### Task data
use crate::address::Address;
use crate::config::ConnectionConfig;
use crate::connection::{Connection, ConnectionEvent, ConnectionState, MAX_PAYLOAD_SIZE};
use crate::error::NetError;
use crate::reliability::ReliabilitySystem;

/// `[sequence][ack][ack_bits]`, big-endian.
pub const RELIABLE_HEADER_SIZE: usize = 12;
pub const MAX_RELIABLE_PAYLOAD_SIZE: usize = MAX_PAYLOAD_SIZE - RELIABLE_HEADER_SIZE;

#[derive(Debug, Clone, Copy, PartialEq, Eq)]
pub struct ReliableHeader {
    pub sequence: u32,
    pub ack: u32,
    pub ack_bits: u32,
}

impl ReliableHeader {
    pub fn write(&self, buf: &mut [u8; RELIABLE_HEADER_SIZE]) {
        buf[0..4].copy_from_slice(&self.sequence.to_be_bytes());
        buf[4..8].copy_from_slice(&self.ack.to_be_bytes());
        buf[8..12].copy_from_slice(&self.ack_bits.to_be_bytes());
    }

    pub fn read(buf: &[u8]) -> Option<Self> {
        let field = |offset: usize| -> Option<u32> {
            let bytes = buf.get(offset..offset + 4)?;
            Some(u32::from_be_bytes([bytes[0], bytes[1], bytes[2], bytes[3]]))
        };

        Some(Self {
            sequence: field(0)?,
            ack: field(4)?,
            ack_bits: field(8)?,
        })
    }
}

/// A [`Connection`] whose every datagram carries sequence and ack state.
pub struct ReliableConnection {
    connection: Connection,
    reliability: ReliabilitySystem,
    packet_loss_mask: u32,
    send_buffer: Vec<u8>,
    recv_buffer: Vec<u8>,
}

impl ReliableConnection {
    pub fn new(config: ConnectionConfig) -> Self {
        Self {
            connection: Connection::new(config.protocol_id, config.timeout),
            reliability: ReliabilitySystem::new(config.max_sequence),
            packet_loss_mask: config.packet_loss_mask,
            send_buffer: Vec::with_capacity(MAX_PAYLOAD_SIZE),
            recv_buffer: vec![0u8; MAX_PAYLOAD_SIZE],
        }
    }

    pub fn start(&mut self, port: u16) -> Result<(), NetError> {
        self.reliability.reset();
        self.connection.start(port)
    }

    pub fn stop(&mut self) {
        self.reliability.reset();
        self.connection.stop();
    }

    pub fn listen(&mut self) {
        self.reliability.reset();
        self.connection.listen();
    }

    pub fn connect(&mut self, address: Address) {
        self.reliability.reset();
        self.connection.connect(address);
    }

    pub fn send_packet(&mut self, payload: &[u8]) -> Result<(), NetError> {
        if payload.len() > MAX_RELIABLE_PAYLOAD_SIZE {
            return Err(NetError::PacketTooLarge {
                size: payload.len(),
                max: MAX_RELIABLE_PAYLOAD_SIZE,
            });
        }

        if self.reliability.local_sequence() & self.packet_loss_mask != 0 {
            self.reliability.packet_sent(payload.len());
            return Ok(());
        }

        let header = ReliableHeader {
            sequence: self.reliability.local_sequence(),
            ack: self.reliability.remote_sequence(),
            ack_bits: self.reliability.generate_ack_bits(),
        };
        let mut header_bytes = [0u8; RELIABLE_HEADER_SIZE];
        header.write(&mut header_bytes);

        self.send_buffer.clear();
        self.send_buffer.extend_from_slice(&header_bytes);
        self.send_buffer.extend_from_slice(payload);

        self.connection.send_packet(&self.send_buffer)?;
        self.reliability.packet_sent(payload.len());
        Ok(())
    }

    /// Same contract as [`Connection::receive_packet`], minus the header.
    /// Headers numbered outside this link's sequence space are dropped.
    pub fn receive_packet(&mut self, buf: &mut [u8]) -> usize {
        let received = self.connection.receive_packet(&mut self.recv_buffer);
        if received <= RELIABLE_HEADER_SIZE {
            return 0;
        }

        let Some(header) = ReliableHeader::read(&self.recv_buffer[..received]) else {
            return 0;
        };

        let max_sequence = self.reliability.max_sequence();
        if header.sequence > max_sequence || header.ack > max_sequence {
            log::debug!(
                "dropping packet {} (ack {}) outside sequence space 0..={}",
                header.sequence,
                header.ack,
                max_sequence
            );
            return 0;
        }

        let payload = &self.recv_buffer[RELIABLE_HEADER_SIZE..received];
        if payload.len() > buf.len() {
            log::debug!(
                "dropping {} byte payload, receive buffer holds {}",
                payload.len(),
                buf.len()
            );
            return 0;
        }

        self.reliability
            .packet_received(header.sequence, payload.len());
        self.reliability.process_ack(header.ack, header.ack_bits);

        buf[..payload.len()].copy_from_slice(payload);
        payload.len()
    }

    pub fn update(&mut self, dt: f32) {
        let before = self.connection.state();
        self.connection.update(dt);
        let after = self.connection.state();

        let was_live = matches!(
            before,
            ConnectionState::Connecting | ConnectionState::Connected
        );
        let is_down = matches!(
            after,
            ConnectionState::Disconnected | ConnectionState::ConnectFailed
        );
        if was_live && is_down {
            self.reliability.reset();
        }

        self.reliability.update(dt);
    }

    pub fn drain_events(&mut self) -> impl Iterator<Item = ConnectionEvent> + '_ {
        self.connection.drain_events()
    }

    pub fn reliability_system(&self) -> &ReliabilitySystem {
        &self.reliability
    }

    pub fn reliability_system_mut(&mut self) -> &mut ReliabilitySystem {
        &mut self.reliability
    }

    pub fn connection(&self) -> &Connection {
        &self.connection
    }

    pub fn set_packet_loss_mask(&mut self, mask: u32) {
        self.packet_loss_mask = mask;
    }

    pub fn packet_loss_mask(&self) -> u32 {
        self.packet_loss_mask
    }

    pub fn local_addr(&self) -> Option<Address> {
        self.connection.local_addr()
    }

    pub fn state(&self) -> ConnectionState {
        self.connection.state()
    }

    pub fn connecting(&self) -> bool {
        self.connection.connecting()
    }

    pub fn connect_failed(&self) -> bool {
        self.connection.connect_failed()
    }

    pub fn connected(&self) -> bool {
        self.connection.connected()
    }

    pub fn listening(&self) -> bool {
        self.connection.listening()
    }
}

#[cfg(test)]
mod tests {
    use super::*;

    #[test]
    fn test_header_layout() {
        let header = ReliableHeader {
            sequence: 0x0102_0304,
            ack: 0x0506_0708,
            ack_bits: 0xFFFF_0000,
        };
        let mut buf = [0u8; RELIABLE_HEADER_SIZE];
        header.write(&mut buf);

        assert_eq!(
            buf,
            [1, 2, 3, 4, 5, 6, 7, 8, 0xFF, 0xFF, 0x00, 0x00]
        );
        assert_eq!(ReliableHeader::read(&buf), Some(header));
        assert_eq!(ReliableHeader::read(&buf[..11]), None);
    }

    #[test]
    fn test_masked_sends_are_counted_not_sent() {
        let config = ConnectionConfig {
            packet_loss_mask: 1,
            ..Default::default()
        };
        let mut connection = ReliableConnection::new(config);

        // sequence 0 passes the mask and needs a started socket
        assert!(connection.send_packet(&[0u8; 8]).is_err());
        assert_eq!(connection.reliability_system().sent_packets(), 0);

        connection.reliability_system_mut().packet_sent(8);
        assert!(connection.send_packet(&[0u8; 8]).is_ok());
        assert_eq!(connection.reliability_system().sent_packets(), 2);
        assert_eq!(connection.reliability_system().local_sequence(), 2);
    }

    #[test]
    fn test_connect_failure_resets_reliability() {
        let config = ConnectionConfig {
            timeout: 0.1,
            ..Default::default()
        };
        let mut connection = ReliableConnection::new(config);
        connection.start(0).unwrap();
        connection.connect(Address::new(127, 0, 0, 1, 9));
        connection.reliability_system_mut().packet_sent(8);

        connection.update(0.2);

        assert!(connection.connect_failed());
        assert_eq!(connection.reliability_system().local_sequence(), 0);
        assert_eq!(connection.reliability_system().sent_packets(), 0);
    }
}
######
### Task data
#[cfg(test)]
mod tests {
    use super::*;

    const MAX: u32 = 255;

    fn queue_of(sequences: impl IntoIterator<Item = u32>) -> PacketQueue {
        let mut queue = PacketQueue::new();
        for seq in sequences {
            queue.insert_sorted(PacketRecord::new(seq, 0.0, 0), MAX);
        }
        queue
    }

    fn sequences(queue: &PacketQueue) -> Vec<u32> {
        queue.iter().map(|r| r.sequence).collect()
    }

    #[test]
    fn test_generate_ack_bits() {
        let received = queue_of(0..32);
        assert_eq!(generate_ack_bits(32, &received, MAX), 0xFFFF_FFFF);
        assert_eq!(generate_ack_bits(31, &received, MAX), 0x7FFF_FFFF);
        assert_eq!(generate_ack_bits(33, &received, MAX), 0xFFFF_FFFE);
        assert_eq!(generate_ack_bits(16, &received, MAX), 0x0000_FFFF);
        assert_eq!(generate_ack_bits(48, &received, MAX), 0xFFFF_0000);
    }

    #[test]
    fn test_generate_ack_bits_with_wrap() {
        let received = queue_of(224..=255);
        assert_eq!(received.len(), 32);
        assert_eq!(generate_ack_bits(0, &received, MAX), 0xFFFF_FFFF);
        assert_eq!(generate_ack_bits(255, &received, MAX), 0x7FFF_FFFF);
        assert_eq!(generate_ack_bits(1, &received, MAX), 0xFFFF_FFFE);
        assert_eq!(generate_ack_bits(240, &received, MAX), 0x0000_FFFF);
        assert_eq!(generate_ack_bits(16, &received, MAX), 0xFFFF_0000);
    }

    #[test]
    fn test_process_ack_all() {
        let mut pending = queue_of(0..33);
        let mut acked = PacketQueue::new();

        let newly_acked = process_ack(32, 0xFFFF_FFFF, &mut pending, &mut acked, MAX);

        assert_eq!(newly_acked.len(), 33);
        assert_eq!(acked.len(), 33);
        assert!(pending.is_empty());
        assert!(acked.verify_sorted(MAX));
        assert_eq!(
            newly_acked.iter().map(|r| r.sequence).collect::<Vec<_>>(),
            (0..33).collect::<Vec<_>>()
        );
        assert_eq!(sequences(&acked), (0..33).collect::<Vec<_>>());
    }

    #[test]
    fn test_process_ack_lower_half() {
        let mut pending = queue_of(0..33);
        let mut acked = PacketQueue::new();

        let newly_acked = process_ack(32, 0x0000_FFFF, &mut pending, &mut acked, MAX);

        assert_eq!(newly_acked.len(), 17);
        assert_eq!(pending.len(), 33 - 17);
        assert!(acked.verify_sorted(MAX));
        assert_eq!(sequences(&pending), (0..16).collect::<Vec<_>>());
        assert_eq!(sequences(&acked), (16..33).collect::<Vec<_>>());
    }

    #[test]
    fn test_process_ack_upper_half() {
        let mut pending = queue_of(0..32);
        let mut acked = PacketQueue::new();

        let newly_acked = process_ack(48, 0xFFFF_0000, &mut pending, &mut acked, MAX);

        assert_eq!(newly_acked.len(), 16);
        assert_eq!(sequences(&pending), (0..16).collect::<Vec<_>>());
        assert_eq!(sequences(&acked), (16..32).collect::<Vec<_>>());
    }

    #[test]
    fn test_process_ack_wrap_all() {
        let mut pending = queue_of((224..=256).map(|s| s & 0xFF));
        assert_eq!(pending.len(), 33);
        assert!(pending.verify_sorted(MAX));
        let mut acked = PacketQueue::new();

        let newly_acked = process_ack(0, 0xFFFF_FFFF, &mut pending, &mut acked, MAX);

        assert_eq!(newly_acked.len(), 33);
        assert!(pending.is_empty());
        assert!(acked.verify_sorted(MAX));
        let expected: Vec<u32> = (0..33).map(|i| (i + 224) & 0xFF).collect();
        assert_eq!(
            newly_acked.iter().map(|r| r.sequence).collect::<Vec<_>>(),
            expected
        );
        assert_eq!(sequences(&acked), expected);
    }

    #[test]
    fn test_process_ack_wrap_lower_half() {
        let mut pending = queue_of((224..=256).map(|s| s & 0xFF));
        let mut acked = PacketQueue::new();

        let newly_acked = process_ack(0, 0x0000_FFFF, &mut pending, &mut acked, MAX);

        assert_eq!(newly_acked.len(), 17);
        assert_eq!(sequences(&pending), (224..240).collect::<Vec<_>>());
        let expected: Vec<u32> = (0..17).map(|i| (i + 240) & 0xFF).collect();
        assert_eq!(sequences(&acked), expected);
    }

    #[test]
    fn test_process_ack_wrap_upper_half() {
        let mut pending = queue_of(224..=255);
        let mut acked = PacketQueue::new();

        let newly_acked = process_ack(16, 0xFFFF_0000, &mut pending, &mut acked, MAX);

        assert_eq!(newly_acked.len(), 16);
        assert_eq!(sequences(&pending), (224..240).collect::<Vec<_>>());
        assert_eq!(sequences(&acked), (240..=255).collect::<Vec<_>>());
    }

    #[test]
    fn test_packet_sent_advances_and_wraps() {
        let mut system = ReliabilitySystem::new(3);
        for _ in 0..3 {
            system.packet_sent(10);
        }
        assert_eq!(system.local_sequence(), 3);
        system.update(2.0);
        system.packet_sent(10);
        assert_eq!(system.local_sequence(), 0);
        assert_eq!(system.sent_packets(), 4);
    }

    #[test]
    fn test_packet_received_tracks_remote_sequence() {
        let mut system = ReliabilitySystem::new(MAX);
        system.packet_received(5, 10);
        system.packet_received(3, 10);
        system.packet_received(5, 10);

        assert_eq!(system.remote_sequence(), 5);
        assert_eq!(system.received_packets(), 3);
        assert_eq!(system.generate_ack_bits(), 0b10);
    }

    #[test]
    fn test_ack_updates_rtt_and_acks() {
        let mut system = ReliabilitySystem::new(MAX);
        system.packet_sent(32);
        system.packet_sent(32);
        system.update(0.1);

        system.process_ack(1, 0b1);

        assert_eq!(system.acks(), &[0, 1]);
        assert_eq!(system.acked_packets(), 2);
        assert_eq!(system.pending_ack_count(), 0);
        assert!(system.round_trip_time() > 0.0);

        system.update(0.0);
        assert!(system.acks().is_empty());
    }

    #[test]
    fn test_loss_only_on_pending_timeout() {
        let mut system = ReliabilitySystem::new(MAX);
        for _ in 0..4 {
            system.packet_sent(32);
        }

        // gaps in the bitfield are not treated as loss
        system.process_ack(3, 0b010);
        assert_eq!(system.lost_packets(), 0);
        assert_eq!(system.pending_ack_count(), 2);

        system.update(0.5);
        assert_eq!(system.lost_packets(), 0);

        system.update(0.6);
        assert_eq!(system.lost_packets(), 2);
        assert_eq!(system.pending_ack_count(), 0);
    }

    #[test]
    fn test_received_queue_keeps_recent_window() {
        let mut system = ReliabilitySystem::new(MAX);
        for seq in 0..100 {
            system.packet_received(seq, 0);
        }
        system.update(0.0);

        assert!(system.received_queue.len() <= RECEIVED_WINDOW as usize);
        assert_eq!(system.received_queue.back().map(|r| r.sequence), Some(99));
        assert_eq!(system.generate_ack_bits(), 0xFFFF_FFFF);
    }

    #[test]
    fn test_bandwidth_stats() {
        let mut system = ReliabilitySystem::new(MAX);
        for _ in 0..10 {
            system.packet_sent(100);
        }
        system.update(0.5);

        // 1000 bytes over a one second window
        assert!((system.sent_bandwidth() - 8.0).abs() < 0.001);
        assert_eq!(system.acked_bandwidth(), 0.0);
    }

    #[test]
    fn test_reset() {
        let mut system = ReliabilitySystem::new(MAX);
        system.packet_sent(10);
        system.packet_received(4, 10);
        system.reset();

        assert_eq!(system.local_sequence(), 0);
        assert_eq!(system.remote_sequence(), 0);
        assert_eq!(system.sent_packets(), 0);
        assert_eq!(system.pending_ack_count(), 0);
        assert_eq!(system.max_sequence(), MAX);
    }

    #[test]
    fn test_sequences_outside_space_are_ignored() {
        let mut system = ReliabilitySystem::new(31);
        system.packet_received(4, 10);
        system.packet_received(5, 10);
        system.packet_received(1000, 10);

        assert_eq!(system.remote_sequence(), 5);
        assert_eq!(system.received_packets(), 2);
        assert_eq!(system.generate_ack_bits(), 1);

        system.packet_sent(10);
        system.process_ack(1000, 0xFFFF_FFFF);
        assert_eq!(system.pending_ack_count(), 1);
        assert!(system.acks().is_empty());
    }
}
######
Your objective:
Above are the entries. Quote exactly the lines from the one bearing "let after = self.connection.state();" through the one bearing "if was_live &&".

Your response:
        let after = self.connection.state();

        let was_live = matches!(
            before,
            ConnectionState::Connecting | ConnectionState::Connected
        );
        let is_down = matches!(
            after,
            ConnectionState::Disconnected | ConnectionState::ConnectFailed
        );
        if was_live && is_down {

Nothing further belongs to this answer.